Throughout the novel, I have been interested in the presence of women, or lack thereof. In “The Male Prison,” Baldwin discusses Gide’s use of a woman named Madeleine and her relationship with a homosexual man. In some ways, from Baldwin’s writing on Gide’s work, I see a similarity to David and Hella’s relationship in the novel. Baldwin writes, “Madeleine kept open for him a kind of door of hope, of possibility, the possibility of entering into communion with another sex. This door, which is the door to life and air and freedom from the tyranny of one’s own personality, must be kept open…” (Baldwin 235). He then goes on to say that those who feel that their door is going to close, or already has, need these relationships.

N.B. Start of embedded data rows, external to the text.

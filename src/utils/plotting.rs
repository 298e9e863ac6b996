use anyhow::{anyhow, Result};
use log::warn;
use plotters::prelude::*;
use std::path::Path;

use crate::utils::tables::{MappingRow, TrimmingRow};


/// Draws one bar per sample on a 0–100 percent axis.
///
/// # Arguments
/// * `bars` - (sample, percent) pairs in table order.
/// * `caption` - Chart title.
/// * `y_desc` - Y axis label.
/// * `output_path` - SVG destination.
pub fn plot_percent_bars(bars: &[(String, f64)], caption: &str, y_desc: &str, output_path: &Path) -> Result<()> {
    if bars.is_empty() {
        return Err(anyhow!("No data available for plotting {}", caption));
    }

    let width = (120 + 80 * bars.len() as u32).max(640);
    let root = SVGBackend::new(output_path, (width, 480)).into_drawing_area();
    root.fill(&WHITE)?;

    let n = bars.len();
    let mut chart = ChartBuilder::on(&root)
        .caption(caption, ("sans-serif", 20))
        .margin(10)
        .x_label_area_size(60)
        .y_label_area_size(50)
        .build_cartesian_2d(0f64..n as f64, 0f64..100f64)?;

    chart.configure_mesh()
        .disable_x_mesh()
        .x_label_formatter(&|_: &f64| String::new())
        .x_desc("sample")
        .y_desc(y_desc)
        .draw()?;

    chart.draw_series(bars.iter().enumerate().map(|(i, (_, value))| {
        let x0 = i as f64 + 0.15;
        let x1 = i as f64 + 0.85;
        Rectangle::new([(x0, 0.0), (x1, value.clamp(0.0, 100.0))], BLUE.mix(0.7).filled())
    }))?;

    let label_font = ("sans-serif", 12.0).into_font();
    for (i, (sample, value)) in bars.iter().enumerate() {
        chart.draw_series(std::iter::once(Text::new(
            format!("{:.2}", value),
            (i as f64 + 0.3, (value + 2.0).min(98.0)),
            label_font.clone(),
        )))?;
        // Sample names go just under the x axis, in pixel space.
        let (px, py) = chart.backend_coord(&(i as f64 + 0.2, 0.0));
        root.draw(&Text::new(sample.clone(), (px, py + 8), label_font.clone()))?;
    }

    root.present()?;
    Ok(())
}


fn collect_bars<'a>(rows: impl Iterator<Item = (&'a str, Option<f64>)>, column: &str) -> Vec<(String, f64)> {
    rows.filter_map(|(sample, value)| match value {
        Some(v) => Some((sample.to_string(), v)),
        None => {
            warn!("Skipping {} in {} plot: value is NA", sample, column);
            None
        }
    })
    .collect()
}


pub fn plot_mapping_rates(rows: &[MappingRow], output_path: &Path) -> Result<()> {
    let bars = collect_bars(
        rows.iter().map(|r| (r.sample.as_str(), r.stats.mapping_percent)),
        "mapping_percent",
    );
    plot_percent_bars(&bars, "HISAT2 mapping rate", "mapped reads (%)", output_path)
}


pub fn plot_kept_reads(rows: &[TrimmingRow], output_path: &Path) -> Result<()> {
    let bars = collect_bars(
        rows.iter().map(|r| (r.sample.as_str(), r.stats.kept_percent)),
        "kept_percent",
    );
    plot_percent_bars(&bars, "Read pairs kept after fastp", "kept read pairs (%)", output_path)
}


#[cfg(test)]
mod tests {
    use super::*;
    use crate::utils::metrics::TrimmingSummary;
    use crate::utils::sambam::FlagstatSummary;

    #[test]
    fn test_plot_mapping_rates_writes_svg() -> Result<()> {
        let dir = tempfile::tempdir()?;
        let path = dir.path().join("mapping_rate.svg");
        let rows = vec![
            MappingRow {
                sample: "SRR1".to_string(),
                stats: FlagstatSummary { total_reads: Some(10), mapped_reads: Some(9), mapping_percent: Some(90.0) },
            },
            MappingRow { sample: "SRR2".to_string(), stats: FlagstatSummary::default() },
        ];
        plot_mapping_rates(&rows, &path)?;
        let svg = std::fs::read_to_string(&path)?;
        assert!(svg.contains("<svg"));
        assert!(svg.contains("SRR1"));
        assert!(!svg.contains("SRR2"), "NA rows are not drawn");
        Ok(())
    }

    #[test]
    fn test_plot_requires_data() -> Result<()> {
        let dir = tempfile::tempdir()?;
        let rows = vec![TrimmingRow { sample: "SRR1".to_string(), stats: TrimmingSummary::default() }];
        assert!(plot_kept_reads(&rows, &dir.path().join("kept.svg")).is_err());
        Ok(())
    }
}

This reflects the beginning of part two in Giovanni’s Room, when David is preparing for the return of Hella, and how his talk with Giovanni about it, made him question his life. Giovanni tries to understand David’s relationship with Hella and I think David is trying to understand it, as well. In some ways, David is afraid of the life he may live, or how different his world would be if he cut ties with Hella, and actually lived the life he wants to. Hella is holding his door open to an easier life; she is his tie to what he believes to be masculinity, and the normal life as the man that his Father wants him to be. We then see David go through the tyranny of his own personality and life in Chapter Two of Part Two, he says “I was in a terrible confusion. Sometimes I thought, but this is your life. Stop fighting it. Stop fighting,” (Baldwin 162, E-Book). This is where I find confusion with Baldwin’s two writings. I think we can see that David having a relationship with Hella would make his life easier, but it is not the life that he wants to or needs to live. I think Baldwin is saying that, yes, women and men may need each other to live, in the way that it would give them freedom to an easier life. However, the societal pressures often lead them to lives of misery, so in that sense, there is no freedom?
Hey Faith!
I totally agree that Hella represents an “easy way out” for David. Most of her virtue lies in the fact that she is simply not a man. In fact, something I found extremely frustrating was Hella’s internalized misogyny: she believes true womanhood is only achievable through marriage to a man and seems to hold that women are meant to be subservient, domestic creatures. I guess it only just hit me that this is exactly what David finds so attractive about her: she represents the traditional (read: toxic) ideas of masculinity and femininity to which David so desperately wants to conform.
Hi Faith,
I find it interesting that you chose the quote “[s]ometimes I thought, but this is your life. Stop fighting it. Stop fighting” to describe David’s relationship with Hella. I think this is an accurate description of most people that have anything in their lives which they are unhappy with. At some point, you just want to give up and “stop fighting” as life takes its course. Before you pointed this quote out, I never realized how it direly it could be applied. I also think that Baldwin is trying to point out the easier life of misery that men and women may live. Yet, how can a life of misery every be easier than the possibility of one without it?